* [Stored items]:
· · ·
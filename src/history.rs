//! Bounded round history.
//!
//! [`History`] is a ring buffer of completed rounds: append-only from the
//! session's side, read-only from the agents' side. When full, the oldest
//! record is dropped, so agents always see the most recent
//! `capacity` rounds in order.

use crate::{Move, Outcome};
use std::collections::VecDeque;

/// One completed round. Immutable once appended.
#[derive(Debug, Clone, Copy, PartialEq, Eq)]
#[cfg_attr(feature = "serde", derive(serde::Serialize, serde::Deserialize))]
pub struct RoundRecord<M: Move> {
    /// Monotone round index, starting at 0.
    pub round: u64,
    /// The move we played.
    pub own: M,
    /// The move the opponent played.
    pub opponent: M,
    /// Outcome from our perspective.
    pub outcome: Outcome,
    /// Registration index of the agent whose prediction was trusted.
    pub agent: usize,
}

/// Ring buffer of the most recent [`RoundRecord`]s.
#[derive(Debug, Clone)]
#[cfg_attr(feature = "serde", derive(serde::Serialize, serde::Deserialize))]
pub struct History<M: Move> {
    cap: usize,
    buf: VecDeque<RoundRecord<M>>,
}

impl<M: Move> History<M> {
    /// Create an empty history with capacity `cap` (minimum 1).
    pub fn new(cap: usize) -> Self {
        Self {
            cap: cap.max(1),
            buf: VecDeque::new(),
        }
    }

    /// Append a record, dropping the oldest when at capacity.
    pub(crate) fn push(&mut self, record: RoundRecord<M>) {
        if self.buf.len() == self.cap {
            self.buf.pop_front();
        }
        self.buf.push_back(record);
    }

    /// Number of retained records.
    pub fn len(&self) -> usize {
        self.buf.len()
    }

    /// Whether no rounds have been recorded yet.
    pub fn is_empty(&self) -> bool {
        self.buf.is_empty()
    }

    /// Configured capacity.
    pub fn capacity(&self) -> usize {
        self.cap
    }

    /// Records in order, oldest first.
    pub fn iter(&self) -> impl Iterator<Item = &RoundRecord<M>> {
        self.buf.iter()
    }

    /// The most recent record, if any.
    pub fn last(&self) -> Option<&RoundRecord<M>> {
        self.buf.back()
    }

    /// The `i`-th retained record, oldest first.
    pub fn get(&self, i: usize) -> Option<&RoundRecord<M>> {
        self.buf.get(i)
    }
}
· · ·
* [What is expected]:
Within the entries above, how many lines contain "most"? Respond with the number only.

* [Answer box]:
3